* **Prompt**: List each line of the data that holds the string "false", please.

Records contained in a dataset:
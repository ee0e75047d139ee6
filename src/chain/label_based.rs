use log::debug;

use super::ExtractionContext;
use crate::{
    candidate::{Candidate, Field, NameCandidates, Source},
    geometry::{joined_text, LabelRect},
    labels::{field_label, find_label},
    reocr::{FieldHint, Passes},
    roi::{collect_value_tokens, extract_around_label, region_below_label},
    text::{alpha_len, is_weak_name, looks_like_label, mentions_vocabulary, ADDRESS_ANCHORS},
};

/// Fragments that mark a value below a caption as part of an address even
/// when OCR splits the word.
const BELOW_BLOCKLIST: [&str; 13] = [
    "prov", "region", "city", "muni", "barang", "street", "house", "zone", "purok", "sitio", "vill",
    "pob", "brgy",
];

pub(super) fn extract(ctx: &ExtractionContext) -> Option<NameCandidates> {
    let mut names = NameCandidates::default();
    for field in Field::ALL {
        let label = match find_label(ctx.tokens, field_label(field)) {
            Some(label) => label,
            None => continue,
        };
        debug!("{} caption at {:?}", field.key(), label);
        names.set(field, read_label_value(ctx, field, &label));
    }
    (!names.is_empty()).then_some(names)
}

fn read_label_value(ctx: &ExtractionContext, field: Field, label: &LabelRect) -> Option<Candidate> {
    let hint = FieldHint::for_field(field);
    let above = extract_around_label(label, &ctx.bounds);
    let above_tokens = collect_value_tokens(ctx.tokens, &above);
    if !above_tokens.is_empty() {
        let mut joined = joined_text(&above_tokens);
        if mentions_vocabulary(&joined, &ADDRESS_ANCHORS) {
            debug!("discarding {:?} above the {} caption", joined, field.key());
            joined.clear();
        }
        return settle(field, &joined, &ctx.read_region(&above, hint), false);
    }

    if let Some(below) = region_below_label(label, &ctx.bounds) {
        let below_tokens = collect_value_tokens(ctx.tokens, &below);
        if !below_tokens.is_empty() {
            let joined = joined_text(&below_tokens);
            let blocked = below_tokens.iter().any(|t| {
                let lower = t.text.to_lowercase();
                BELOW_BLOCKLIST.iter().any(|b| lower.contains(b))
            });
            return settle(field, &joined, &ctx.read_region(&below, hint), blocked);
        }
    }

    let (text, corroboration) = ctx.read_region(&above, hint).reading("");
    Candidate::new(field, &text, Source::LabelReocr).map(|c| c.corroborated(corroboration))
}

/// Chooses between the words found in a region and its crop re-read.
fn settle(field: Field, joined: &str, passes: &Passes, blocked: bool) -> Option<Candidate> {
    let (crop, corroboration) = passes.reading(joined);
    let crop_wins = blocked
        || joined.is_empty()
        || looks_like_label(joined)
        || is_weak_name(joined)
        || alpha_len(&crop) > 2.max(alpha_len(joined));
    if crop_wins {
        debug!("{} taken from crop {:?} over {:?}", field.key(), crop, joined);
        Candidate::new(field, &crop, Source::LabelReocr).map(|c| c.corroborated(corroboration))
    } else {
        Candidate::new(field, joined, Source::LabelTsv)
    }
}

==

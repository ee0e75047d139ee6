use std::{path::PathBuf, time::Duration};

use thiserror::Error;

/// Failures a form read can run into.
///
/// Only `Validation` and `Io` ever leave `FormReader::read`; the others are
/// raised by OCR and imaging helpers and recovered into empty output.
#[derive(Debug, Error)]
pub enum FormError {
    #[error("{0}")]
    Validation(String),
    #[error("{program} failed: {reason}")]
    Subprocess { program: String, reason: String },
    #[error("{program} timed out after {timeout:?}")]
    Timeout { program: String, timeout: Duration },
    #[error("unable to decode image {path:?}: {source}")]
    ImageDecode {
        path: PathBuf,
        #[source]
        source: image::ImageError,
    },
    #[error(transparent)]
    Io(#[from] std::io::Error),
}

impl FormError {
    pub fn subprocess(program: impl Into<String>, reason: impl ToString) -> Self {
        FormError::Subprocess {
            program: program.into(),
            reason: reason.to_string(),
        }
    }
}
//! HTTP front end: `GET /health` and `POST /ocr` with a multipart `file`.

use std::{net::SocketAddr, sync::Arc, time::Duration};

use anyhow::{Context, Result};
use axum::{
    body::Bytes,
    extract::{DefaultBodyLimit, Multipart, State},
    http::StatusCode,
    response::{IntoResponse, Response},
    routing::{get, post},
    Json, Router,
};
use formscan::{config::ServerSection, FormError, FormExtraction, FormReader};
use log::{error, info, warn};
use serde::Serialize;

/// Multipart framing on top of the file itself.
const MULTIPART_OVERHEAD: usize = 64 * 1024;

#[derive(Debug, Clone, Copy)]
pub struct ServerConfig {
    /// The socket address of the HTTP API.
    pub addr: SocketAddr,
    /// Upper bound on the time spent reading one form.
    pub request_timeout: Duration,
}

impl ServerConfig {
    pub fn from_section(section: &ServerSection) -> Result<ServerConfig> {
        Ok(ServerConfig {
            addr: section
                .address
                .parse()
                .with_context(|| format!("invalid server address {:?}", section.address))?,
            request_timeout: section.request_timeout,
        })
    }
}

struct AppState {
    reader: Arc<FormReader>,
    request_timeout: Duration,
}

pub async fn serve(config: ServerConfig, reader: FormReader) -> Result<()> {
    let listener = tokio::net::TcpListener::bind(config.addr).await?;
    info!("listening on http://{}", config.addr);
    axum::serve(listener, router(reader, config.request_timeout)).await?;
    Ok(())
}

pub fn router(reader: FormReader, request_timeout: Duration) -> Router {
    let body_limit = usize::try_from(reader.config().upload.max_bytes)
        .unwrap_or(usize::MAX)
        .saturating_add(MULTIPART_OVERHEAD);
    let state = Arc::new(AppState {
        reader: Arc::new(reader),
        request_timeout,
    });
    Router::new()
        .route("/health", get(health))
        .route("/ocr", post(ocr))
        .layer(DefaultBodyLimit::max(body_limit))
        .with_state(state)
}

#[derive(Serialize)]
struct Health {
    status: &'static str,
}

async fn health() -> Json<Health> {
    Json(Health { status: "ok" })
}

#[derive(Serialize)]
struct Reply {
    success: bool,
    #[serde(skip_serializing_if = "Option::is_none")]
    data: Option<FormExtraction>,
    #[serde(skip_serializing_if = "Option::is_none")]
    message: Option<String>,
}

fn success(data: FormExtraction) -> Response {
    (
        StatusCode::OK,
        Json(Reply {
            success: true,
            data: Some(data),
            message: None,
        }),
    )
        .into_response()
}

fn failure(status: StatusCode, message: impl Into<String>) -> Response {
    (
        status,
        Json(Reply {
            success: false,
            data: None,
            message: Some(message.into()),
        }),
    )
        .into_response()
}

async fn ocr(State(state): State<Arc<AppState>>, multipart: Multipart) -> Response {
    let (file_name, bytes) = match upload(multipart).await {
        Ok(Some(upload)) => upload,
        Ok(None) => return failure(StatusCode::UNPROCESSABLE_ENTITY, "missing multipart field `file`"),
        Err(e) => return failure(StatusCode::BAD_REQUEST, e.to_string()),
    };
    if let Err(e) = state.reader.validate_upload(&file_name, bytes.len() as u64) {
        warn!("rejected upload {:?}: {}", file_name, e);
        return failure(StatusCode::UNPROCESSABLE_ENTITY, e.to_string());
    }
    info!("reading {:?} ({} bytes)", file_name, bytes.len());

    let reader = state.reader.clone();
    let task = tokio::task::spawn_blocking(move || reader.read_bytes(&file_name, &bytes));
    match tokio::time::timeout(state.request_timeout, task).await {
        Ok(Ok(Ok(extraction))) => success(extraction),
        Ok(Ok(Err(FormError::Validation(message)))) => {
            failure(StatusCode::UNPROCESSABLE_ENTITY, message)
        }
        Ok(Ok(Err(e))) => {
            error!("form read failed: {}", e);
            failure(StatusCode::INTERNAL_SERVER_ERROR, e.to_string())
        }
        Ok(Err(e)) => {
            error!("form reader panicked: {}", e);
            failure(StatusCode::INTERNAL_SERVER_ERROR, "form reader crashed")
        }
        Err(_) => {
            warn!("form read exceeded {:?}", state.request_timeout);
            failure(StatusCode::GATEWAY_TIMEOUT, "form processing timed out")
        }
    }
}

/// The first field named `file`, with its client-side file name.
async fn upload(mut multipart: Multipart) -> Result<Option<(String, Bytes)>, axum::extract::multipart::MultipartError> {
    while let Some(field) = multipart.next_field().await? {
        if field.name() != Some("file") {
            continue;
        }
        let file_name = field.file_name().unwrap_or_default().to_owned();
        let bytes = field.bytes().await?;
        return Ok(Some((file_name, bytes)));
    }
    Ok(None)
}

* **Answer for the task**:
        return settle(field, &joined, &ctx.read_region(&above, hint), false);
            success: false,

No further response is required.